Researchers Model Immense Galactic Flares From Feeding Black Holes

(Before It's News)

Brett Smith for redOrbit.com – Your Universe Online

When a star orbits too close to a galaxy’s central supermassive black hole, it gets torn apart and sucked in by gravitational forces – a phenomenon known as an a tidal disruption.

In a new study, researchers from Georgia Institute of Technology and the Max Planck Institute in Germany have used computational and theoretical models to describe the dynamics of these cosmic events that cause massive flares of light and energy.

“Black holes by themselves do not emit light,” said study author Tamara Bogdanovic, an assistant professor of physics at the Georgia Tech. “Our best chance to discover them in distant galaxies is if they interact with the stars and gas that are around them.”

Technological and observational advancements in recent decades have allowed scientists to observe a few dozen of these flares shooting out from the centers of galaxies.

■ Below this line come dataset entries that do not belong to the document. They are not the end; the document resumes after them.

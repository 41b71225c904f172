mod service;

pub use service::PageService;
#[cfg(test)]
mod tests;

use crate::value::casefold;
use std::collections::{BTreeSet, HashMap};
use std::sync::{Arc, Mutex, OnceLock};

///
/// Entity metamodel
///
/// Static, hand-written runtime models for the entities a paging service
/// operates on. The model is the source of truth for path resolution,
/// criteria dispatch, and relation-shape checks; no reflection, no
/// provider metamodel API.
///

///
/// ScalarKind
///

#[derive(Clone, Copy, Debug, Eq, PartialEq)]
pub enum ScalarKind {
    Bool,
    Int32,
    Int64,
    Decimal,
    IntBig,
    Text,
    Date,
    Time,
    DateTime,
    DateTimeTz,
}

impl ScalarKind {
    /// True for the four numeric target types.
    #[must_use]
    pub const fn is_numeric(self) -> bool {
        matches!(self, Self::Int32 | Self::Int64 | Self::Decimal | Self::IntBig)
    }

    /// True for date/time shapes that need an explicit string-cast pattern.
    #[must_use]
    pub const fn is_temporal(self) -> bool {
        matches!(self, Self::Date | Self::Time | Self::DateTime | Self::DateTimeTz)
    }
}

///
/// EnumStorage
///
/// How an enum attribute is stored by the mapper: by constant name or by
/// ordinal position.
///

#[derive(Clone, Copy, Debug, Eq, PartialEq)]
pub enum EnumStorage {
    Name,
    Ordinal,
}

///
/// EnumModel
///

#[derive(Debug, Eq, PartialEq)]
pub struct EnumModel {
    pub name: &'static str,
    /// Declaration order is the ordinal order.
    pub constants: &'static [&'static str],
    pub storage: EnumStorage,
}

impl EnumModel {
    /// Resolve a constant by case-insensitive name.
    #[must_use]
    pub fn resolve(&self, text: &str) -> Option<&'static str> {
        let folded = casefold(text);
        self.constants
            .iter()
            .find(|constant| casefold(constant) == folded)
            .copied()
    }

    /// Ordinal of a constant, by exact name.
    #[must_use]
    pub fn ordinal(&self, constant: &str) -> Option<usize> {
        self.constants.iter().position(|c| *c == constant)
    }
}

///
/// AttributeKind
///
/// Relation targets are referenced by model path rather than by model
/// pointer so mutually-referencing entity models stay plain statics.
///

#[derive(Clone, Copy, Debug, PartialEq)]
pub enum AttributeKind {
    Scalar(ScalarKind),
    Enum(&'static EnumModel),
    ToOne { target_path: &'static str },
    OneToMany { target_path: &'static str },
    ElementCollection(ScalarKind),
    /// Declared but unmapped; resolution falls through to the to-one
    /// fallback exactly as for unknown attributes.
    Transient,
}

impl AttributeKind {
    /// True for collection-valued shapes (one-to-many or element
    /// collection).
    #[must_use]
    pub const fn is_to_many(&self) -> bool {
        matches!(self, Self::OneToMany { .. } | Self::ElementCollection(_))
    }

    /// True for element collections.
    #[must_use]
    pub const fn is_element_collection(&self) -> bool {
        matches!(self, Self::ElementCollection(_))
    }
}

///
/// AttributeModel
///

#[derive(Debug)]
pub struct AttributeModel {
    pub name: &'static str,
    pub kind: AttributeKind,
}

///
/// EntityModel
///

#[derive(Debug)]
pub struct EntityModel {
    /// Fully-qualified Rust type path (for registry lookup and diagnostics).
    pub path: &'static str,
    /// Stable external name used in query IR and diagnostics.
    pub entity_name: &'static str,
    /// Identifier attribute; the reserved field name `id` always resolves
    /// here regardless of the attribute's declared name.
    pub id: &'static AttributeModel,
    /// Ordered attribute list.
    pub attributes: &'static [AttributeModel],
}

impl EntityModel {
    /// Look up an attribute by name; `id` aliases the identifier.
    #[must_use]
    pub fn attribute(&self, name: &str) -> Option<&'static AttributeModel> {
        if name == ID_FIELD {
            return Some(self.id);
        }

        self.attributes.iter().find(|attr| attr.name == name)
    }

    /// To-one attributes, in declaration order.
    pub fn to_one_attributes(&self) -> impl Iterator<Item = &'static AttributeModel> {
        self.attributes
            .iter()
            .filter(|attr| matches!(attr.kind, AttributeKind::ToOne { .. }))
    }
}

/// Reserved field name for the entity identifier.
pub const ID_FIELD: &str = "id";

///
/// Model registry
///
/// Process-wide map from model path to model, filled by entity
/// registration and read by dotted-path traversal. Registration is
/// idempotent.
///

static REGISTRY: OnceLock<Mutex<HashMap<&'static str, &'static EntityModel>>> = OnceLock::new();

fn registry() -> &'static Mutex<HashMap<&'static str, &'static EntityModel>> {
    REGISTRY.get_or_init(|| Mutex::new(HashMap::new()))
}

/// Register an entity model under its path.
pub fn register_model(model: &'static EntityModel) {
    let mut map = registry().lock().expect("model registry poisoned");
    map.entry(model.path).or_insert(model);
}

/// Look up a registered entity model by path.
#[must_use]
pub fn lookup_model(path: &str) -> Option<&'static EntityModel> {
    let map = registry().lock().expect("model registry poisoned");
    map.get(path).copied()
}

///
/// RelationPaths
///
/// Per-entity-type sets of element-collection, to-many, and to-one
/// attribute names, precomputed once per type and shared read-only.
///

#[derive(Debug, Default)]
pub struct RelationPaths {
    pub element_collections: BTreeSet<&'static str>,
    pub to_many: BTreeSet<&'static str>,
    pub to_one: BTreeSet<&'static str>,
}

impl RelationPaths {
    fn compute(model: &'static EntityModel) -> Self {
        let mut paths = Self::default();
        for attr in model.attributes {
            match attr.kind {
                AttributeKind::ElementCollection(_) => {
                    paths.element_collections.insert(attr.name);
                    paths.to_many.insert(attr.name);
                }
                AttributeKind::OneToMany { .. } => {
                    paths.to_many.insert(attr.name);
                }
                AttributeKind::ToOne { .. } => {
                    paths.to_one.insert(attr.name);
                }
                AttributeKind::Scalar(_) | AttributeKind::Enum(_) | AttributeKind::Transient => {}
            }
        }

        paths
    }
}

static RELATION_PATHS: OnceLock<Mutex<HashMap<&'static str, Arc<RelationPaths>>>> = OnceLock::new();

/// Relation-path sets for an entity type, computed on first use.
#[must_use]
pub fn relation_paths(model: &'static EntityModel) -> Arc<RelationPaths> {
    let table = RELATION_PATHS.get_or_init(|| Mutex::new(HashMap::new()));
    let mut map = table.lock().expect("relation path table poisoned");

    map.entry(model.path)
        .or_insert_with(|| Arc::new(RelationPaths::compute(model)))
        .clone()
}

/// True when any segment of a dotted field path traverses a
/// collection-valued attribute of the rooted entity graph.
#[must_use]
pub fn is_to_many_path(model: &'static EntityModel, field: &str) -> bool {
    let field = field.strip_prefix('@').unwrap_or(field);
    let mut current = model;

    for segment in field.split('.') {
        let Some(attr) = current.attribute(segment) else {
            return false;
        };

        match attr.kind {
            AttributeKind::OneToMany { .. } | AttributeKind::ElementCollection(_) => return true,
            AttributeKind::ToOne { target_path } => {
                let Some(next) = lookup_model(target_path) else {
                    return false;
                };
                current = next;
            }
            AttributeKind::Scalar(_) | AttributeKind::Enum(_) | AttributeKind::Transient => {
                return false;
            }
        }
    }

    false
}
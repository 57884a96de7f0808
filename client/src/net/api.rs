//! REST calls used by pages, wired to the browser session and transport.
//!
//! Each helper builds the vault and transport on demand and delegates to
//! the `retina` clients, so pages hold only the `AppConfig` from context.
//!
//! ERROR HANDLING
//! ==============
//! Callers get `Option`/`Result` outputs instead of panics; every failure
//! becomes a visible message or a redirect, never a crashed view.

#[cfg(test)]
#[path = "api_test.rs"]
mod api_test;

use retina::analysis::{AnalysisClient, AnalysisRecord, HistoryRefresh, ScanOutcome, evict_on_unauthorized};
use retina::auth::{AuthClient, RegisterResponse, UserProfile};
use retina::guard::GuardState;
use retina::handshake::Handoff;
use retina::upload::SelectedImage;
use retina::{ApiError, AppConfig};

use super::transport::GlooTransport;
use crate::util::storage;

/// Outcome of a token-bearing analysis call.
#[derive(Clone, Debug, PartialEq)]
pub enum Authorized<T> {
    Ok(T),
    Failed(ApiError),
    /// No token, or the server rejected it; the token is already evicted.
    SignedOut,
}

impl<T> Authorized<T> {
    fn from_result(result: Result<T, ApiError>) -> Self {
        match result {
            Ok(value) => Self::Ok(value),
            Err(e) if evict_on_unauthorized(&storage::vault(), &e) => Self::SignedOut,
            Err(e) => Self::Failed(e),
        }
    }
}

/// A 401 on the refetch after a successful write still evicts the token,
/// but the write's own result is kept for display.
fn evict_on_refresh(refresh: &HistoryRefresh) {
    if let Err(e) = refresh {
        evict_on_unauthorized(&storage::vault(), e);
    }
}

pub async fn verify_session(config: &AppConfig) -> GuardState {
    retina::guard::verify_session(&storage::vault(), &GlooTransport::new(config), config).await
}

/// Profile for the navbar. Failure clears the session.
pub async fn load_profile(config: &AppConfig) -> Option<UserProfile> {
    retina::guard::load_profile(&storage::vault(), &GlooTransport::new(config), config).await
}

/// # Errors
///
/// Login failures; nothing is persisted on error.
pub async fn login(config: &AppConfig, email: &str, password: &str) -> Result<Handoff, ApiError> {
    retina::handshake::login_and_handoff(&storage::vault(), &GlooTransport::new(config), config, email, password)
        .await
}

/// # Errors
///
/// Transport and server errors.
pub async fn register(config: &AppConfig, name: &str, email: &str, password: &str) -> Result<RegisterResponse, ApiError> {
    AuthClient::new(config, &GlooTransport::new(config)).register(name, email, password).await
}

/// # Errors
///
/// Transport and server errors.
pub async fn forgot_password(config: &AppConfig, email: &str) -> Result<String, ApiError> {
    AuthClient::new(config, &GlooTransport::new(config)).forgot_password(email).await
}

/// # Errors
///
/// Transport and server errors.
pub async fn reset_password(config: &AppConfig, code: &str, password: &str) -> Result<String, ApiError> {
    AuthClient::new(config, &GlooTransport::new(config)).reset_password(code, password).await
}

pub async fn history(config: &AppConfig) -> Authorized<Vec<AnalysisRecord>> {
    let Some(token) = storage::vault().token() else {
        return Authorized::SignedOut;
    };
    let transport = GlooTransport::new(config);
    Authorized::from_result(AnalysisClient::new(config, &transport).history(&token).await)
}

pub async fn upload(config: &AppConfig, image: &SelectedImage) -> Authorized<ScanOutcome> {
    let Some(token) = storage::vault().token() else {
        return Authorized::SignedOut;
    };
    let transport = GlooTransport::new(config);
    let result = AnalysisClient::new(config, &transport).upload_and_refresh(&token, image).await;
    if let Ok(outcome) = &result {
        evict_on_refresh(&outcome.history);
    }
    Authorized::from_result(result)
}

/// `Ok` means the record is gone; the inner result is the refetched list.
pub async fn delete(config: &AppConfig, id: &str) -> Authorized<HistoryRefresh> {
    let Some(token) = storage::vault().token() else {
        return Authorized::SignedOut;
    };
    let transport = GlooTransport::new(config);
    let result = AnalysisClient::new(config, &transport).delete_and_refresh(&token, id).await;
    if let Ok(refresh) = &result {
        evict_on_refresh(refresh);
    }
    Authorized::from_result(result)
}
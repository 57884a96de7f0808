//! Error taxonomy for remote calls and client-side input validation.
//!
//! ERROR HANDLING
//! ==============
//! Remote failures fall into three buckets: the request never completed
//! (`Transport`), the server answered with a non-2xx status (`Server`), or the
//! server answered 2xx with a body we cannot trust (`MalformedResponse`,
//! `Decode`). Forms show the server's own message when one exists and a fixed
//! fallback otherwise; see [`ApiError::user_message`].

#[cfg(test)]
#[path = "error_test.rs"]
mod error_test;

/// Message shown when a request never reached the server.
pub const NETWORK_ERROR_MESSAGE: &str = "A network error occurred. Please try again.";

/// Failure of a single remote API call.
#[derive(Debug, Clone, PartialEq, Eq, thiserror::Error)]
pub enum ApiError {
    /// The request could not be sent or the response could not be read.
    #[error("network request failed: {0}")]
    Transport(String),

    /// The server answered with a non-success status.
    #[error("server responded with status {status}")]
    Server { status: u16, message: Option<String> },

    /// The server answered 2xx but the body is missing required data.
    #[error("malformed response: {0}")]
    MalformedResponse(&'static str),

    /// The body was not the JSON shape the caller expected.
    #[error("response decode failed: {0}")]
    Decode(String),
}

impl ApiError {
    /// HTTP status for server errors.
    #[must_use]
    pub fn status(&self) -> Option<u16> {
        match self {
            Self::Server { status, .. } => Some(*status),
            _ => None,
        }
    }

    /// `true` when the server rejected the bearer credential.
    #[must_use]
    pub fn is_unauthorized(&self) -> bool {
        self.status() == Some(401)
    }

    /// Server-provided human readable message, if any.
    #[must_use]
    pub fn server_message(&self) -> Option<&str> {
        match self {
            Self::Server { message: Some(message), .. } if !message.trim().is_empty() => Some(message),
            _ => None,
        }
    }

    /// Text to display in a form: the server message verbatim when present,
    /// a network notice for transport failures, else `fallback`.
    #[must_use]
    pub fn user_message(&self, fallback: &str) -> String {
        if let Some(message) = self.server_message() {
            return message.to_owned();
        }
        match self {
            Self::Transport(_) => NETWORK_ERROR_MESSAGE.to_owned(),
            _ => fallback.to_owned(),
        }
    }
}

/// Client-side input validation failure. Checked before any request is sent.
#[derive(Debug, Clone, PartialEq, Eq, thiserror::Error)]
pub enum ValidationError {
    #[error("Enter your name.")]
    NameRequired,

    #[error("Enter your email address.")]
    EmailRequired,

    #[error("Enter your password.")]
    PasswordRequired,

    #[error("Password must be at least {min} characters.")]
    PasswordTooShort { min: usize },

    #[error("Verification code and new password are required.")]
    ResetFieldsRequired,

    #[error("Passwords do not match.")]
    PasswordMismatch,

    #[error("Only JPEG and PNG files are accepted.")]
    UnsupportedImageType(String),

    #[error("Maximum file size is 5 MB.")]
    ImageTooLarge { size: u64 },

    #[error("Please choose a file first.")]
    NoImageSelected,

    #[error("The selected file could not be read.")]
    UnreadableFile,
}
//! Browser implementations of the `retina` storage seams.
//!
//! TRADE-OFFS
//! ==========
//! Stores are rebuilt on demand instead of living in context: `web_sys`
//! handles are not `Send`, and the lookup is cheap. Outside a browser, or
//! when storage is blocked, a fresh in-memory store keeps callers working.

#[cfg(test)]
#[path = "storage_test.rs"]
mod storage_test;

use retina::storage::BrowserStores;
use retina::SessionVault;

/// `Set-Cookie` string that expires `name` on the root path.
#[cfg(any(test, feature = "csr"))]
fn expired_cookie(name: &str) -> String {
    format!("{name}=; expires=Thu, 01 Jan 1970 00:00:00 UTC; path=/;")
}

#[cfg(feature = "csr")]
mod web {
    use retina::storage::{CookieJar, KeyValueStore};

    pub struct WebStorage(pub web_sys::Storage);

    impl KeyValueStore for WebStorage {
        fn get(&self, key: &str) -> Option<String> {
            self.0.get_item(key).ok().flatten()
        }

        fn set(&self, key: &str, value: &str) {
            if self.0.set_item(key, value).is_err() {
                log::warn!("storage write for {key} was rejected");
            }
        }

        fn remove(&self, key: &str) {
            let _ = self.0.remove_item(key);
        }

        fn clear(&self) {
            let _ = self.0.clear();
        }
    }

    pub struct DocumentCookies(pub web_sys::HtmlDocument);

    impl CookieJar for DocumentCookies {
        fn expire(&self, name: &str) {
            let _ = self.0.set_cookie(&super::expired_cookie(name));
        }
    }
}

#[cfg(feature = "csr")]
fn web_stores() -> Option<BrowserStores> {
    use std::rc::Rc;
    use wasm_bindgen::JsCast;

    let window = web_sys::window()?;
    let local = window.local_storage().ok().flatten()?;
    let session = window.session_storage().ok().flatten()?;
    let document = window.document()?.dyn_into::<web_sys::HtmlDocument>().ok()?;
    Some(BrowserStores::new(
        Rc::new(web::WebStorage(local)),
        Rc::new(web::WebStorage(session)),
        Rc::new(web::DocumentCookies(document)),
    ))
}

/// `localStorage`, `sessionStorage` and `document.cookie`, or in-memory
/// stand-ins when those are unavailable.
pub fn browser_stores() -> BrowserStores {
    #[cfg(feature = "csr")]
    {
        if let Some(stores) = web_stores() {
            return stores;
        }
        log::warn!("browser storage unavailable; session will not persist");
    }
    BrowserStores::in_memory()
}

pub fn vault() -> SessionVault {
    SessionVault::new(browser_stores())
}
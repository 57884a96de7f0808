//! Client-side persistence seams and the session vault.
//!
//! SYSTEM CONTEXT
//! ==============
//! The browser keeps the bearer token, an optional cached user blob, and the
//! theme preference under fixed `localStorage` keys. Access is synchronous and
//! single-writer per tab; no cross-tab coordination is attempted.
//!
//! [`SessionVault`] is the only code that touches the token and user keys.

#[cfg(test)]
#[path = "storage_test.rs"]
mod storage_test;

use std::cell::RefCell;
use std::collections::{BTreeMap, BTreeSet};
use std::rc::Rc;

use crate::auth::UserProfile;

pub const TOKEN_KEY: &str = "token";
pub const USER_KEY: &str = "user";
pub const THEME_NAME_KEY: &str = "themeName";
pub const THEME_MODE_KEY: &str = "theme";
pub const AUTH_COOKIE: &str = "auth";

/// String key/value storage with `localStorage` semantics.
pub trait KeyValueStore {
    fn get(&self, key: &str) -> Option<String>;
    fn set(&self, key: &str, value: &str);
    fn remove(&self, key: &str);
    fn clear(&self);
}

/// Best-effort cookie access; only expiry is needed.
pub trait CookieJar {
    fn expire(&self, name: &str);
}

#[derive(Debug, Default)]
pub struct MemoryStore {
    entries: RefCell<BTreeMap<String, String>>,
}

impl MemoryStore {
    #[must_use]
    pub fn new() -> Self {
        Self::default()
    }

    #[must_use]
    pub fn len(&self) -> usize {
        self.entries.borrow().len()
    }

    #[must_use]
    pub fn is_empty(&self) -> bool {
        self.entries.borrow().is_empty()
    }
}

impl KeyValueStore for MemoryStore {
    fn get(&self, key: &str) -> Option<String> {
        self.entries.borrow().get(key).cloned()
    }

    fn set(&self, key: &str, value: &str) {
        self.entries.borrow_mut().insert(key.to_owned(), value.to_owned());
    }

    fn remove(&self, key: &str) {
        self.entries.borrow_mut().remove(key);
    }

    fn clear(&self) {
        self.entries.borrow_mut().clear();
    }
}

#[derive(Debug, Default)]
pub struct MemoryCookies {
    live: RefCell<BTreeSet<String>>,
}

impl MemoryCookies {
    pub fn set(&self, name: &str) {
        self.live.borrow_mut().insert(name.to_owned());
    }

    #[must_use]
    pub fn contains(&self, name: &str) -> bool {
        self.live.borrow().contains(name)
    }
}

impl CookieJar for MemoryCookies {
    fn expire(&self, name: &str) {
        self.live.borrow_mut().remove(name);
    }
}

/// The three browser persistence surfaces the session touches.
#[derive(Clone)]
pub struct BrowserStores {
    pub local: Rc<dyn KeyValueStore>,
    pub session: Rc<dyn KeyValueStore>,
    pub cookies: Rc<dyn CookieJar>,
}

impl BrowserStores {
    #[must_use]
    pub fn new(local: Rc<dyn KeyValueStore>, session: Rc<dyn KeyValueStore>, cookies: Rc<dyn CookieJar>) -> Self {
        Self { local, session, cookies }
    }

    /// Fresh, empty in-memory stores. Used off-browser.
    #[must_use]
    pub fn in_memory() -> Self {
        Self::new(Rc::new(MemoryStore::new()), Rc::new(MemoryStore::new()), Rc::new(MemoryCookies::default()))
    }
}

/// Owns reads and writes of the persisted session.
#[derive(Clone)]
pub struct SessionVault {
    stores: BrowserStores,
}

impl SessionVault {
    #[must_use]
    pub fn new(stores: BrowserStores) -> Self {
        Self { stores }
    }

    #[must_use]
    pub fn stores(&self) -> &BrowserStores {
        &self.stores
    }

    /// The persisted bearer token. Blank values count as absent.
    #[must_use]
    pub fn token(&self) -> Option<String> {
        self.stores.local.get(TOKEN_KEY).filter(|token| !token.trim().is_empty())
    }

    /// Best-effort cached copy of the user returned at login.
    #[must_use]
    pub fn cached_user(&self) -> Option<UserProfile> {
        let raw = self.stores.local.get(USER_KEY)?;
        serde_json::from_str(&raw).ok()
    }

    /// Persist a freshly issued token and, when present, the user blob.
    pub fn persist_login(&self, token: &str, user: Option<&UserProfile>) {
        self.stores.local.set(TOKEN_KEY, token);
        if let Some(user) = user {
            match serde_json::to_string(user) {
                Ok(raw) => self.stores.local.set(USER_KEY, &raw),
                Err(e) => log::warn!("skipping user cache: {e}"),
            }
        }
    }

    /// Drop the token after the server rejected it.
    pub fn evict_token(&self) {
        self.stores.local.remove(TOKEN_KEY);
    }

    /// Remove every trace of the session: token, cached user, all
    /// session-scoped storage, and the auth cookie. Safe to repeat.
    pub fn clear_all(&self) {
        if self.stores.local.get(TOKEN_KEY).is_some() {
            log::info!("removing stored token");
        }
        self.stores.local.remove(TOKEN_KEY);
        self.stores.local.remove(USER_KEY);
        self.stores.session.clear();
        self.stores.cookies.expire(AUTH_COOKIE);
    }
}
use super::*;

#[test]
fn server_message_is_shown_verbatim() {
    let error = ApiError::Server { status: 401, message: Some("Invalid credentials".into()) };
    assert_eq!(login_error_message(&error), "Invalid credentials");
}

#[test]
fn missing_server_message_falls_back_to_generic_text() {
    let error = ApiError::Server { status: 500, message: None };
    assert_eq!(login_error_message(&error), forms::LOGIN_FAILED_MESSAGE);
}

#[test]
fn tokenless_success_uses_fallback() {
    let error = ApiError::MalformedResponse("no token");
    assert_eq!(login_error_message(&error), forms::LOGIN_FAILED_MESSAGE);
}
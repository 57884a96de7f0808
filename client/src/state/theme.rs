//! Theme state: color theme plus dark mode.
//!
//! Lives in a `RwSignal<ThemeState>` provided by `app::App`; persistence
//! and DOM application go through `util::theme`.

#[cfg(test)]
#[path = "theme_test.rs"]
mod theme_test;

use retina::theme::{ThemeName, ThemePreference};

#[derive(Clone, Copy, Debug, Default, PartialEq, Eq)]
pub struct ThemeState {
    pub preference: ThemePreference,
}

impl ThemeState {
    #[must_use]
    pub fn new(preference: ThemePreference) -> Self {
        Self { preference }
    }

    #[must_use]
    pub fn is_dark(&self) -> bool {
        self.preference.dark
    }

    #[must_use]
    pub fn name(&self) -> ThemeName {
        self.preference.name
    }

    #[must_use]
    pub fn primary(&self) -> &'static str {
        self.preference.name.primary()
    }

    /// Glyph for the dark-mode toggle button.
    #[must_use]
    pub fn toggle_icon(&self) -> &'static str {
        if self.preference.dark { "☀" } else { "☾" }
    }
}
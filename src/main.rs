use retinascan::config::HostConfig;
use retinascan::routes;
use tracing_subscriber::EnvFilter;

#[tokio::main]
async fn main() {
    let _ = dotenvy::dotenv();
    tracing_subscriber::fmt()
        .with_env_filter(EnvFilter::try_from_default_env().unwrap_or_else(|_| EnvFilter::new("info")))
        .init();

    let config = HostConfig::from_env().expect("invalid host configuration");
    if let Err(e) = config.check_bundle() {
        tracing::warn!(error = %e, "bundle not found; every path will return 404 until it is built");
    }

    let app = routes::app(&config.dist_dir);
    let listener = tokio::net::TcpListener::bind(format!("0.0.0.0:{}", config.port))
        .await
        .expect("failed to bind");

    tracing::info!(port = config.port, dist_dir = %config.dist_dir.display(), "retinascan listening");
    axum::serve(listener, app).await.expect("server failed");
}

“This flare of light was found to have a characteristic behavior as a function of time. It starts very bright and its luminosity then decreases in time in a particular way,” Bogdanovic explained. “Astronomers have identified those as galaxies where a central black hole just disrupted and ‘ate’ a star. It’s like a black hole putting up a sign that says ‘Here I am.’”

In the study, which has been submitted to the Astrophysical Journal, the researchers ran simulations on several supercomputers to construct the sequence of events through which a stellar core might be affected by the gravity of an immense black hole.

“Calculating the messy interplay between hydrodynamics and gravity is feasible on a human timescale only with a supercomputer,” said study author Roseanne Cheng, from the Center for Relativistic Astrophysics at Georgia Tech. “Because we have control over this virtual experiment and can repeat it, fast forward, or rewind as needed, we can examine the tidal disruption process from many perspectives. This in turn allows us to determine and quantify the most important physical processes at play.”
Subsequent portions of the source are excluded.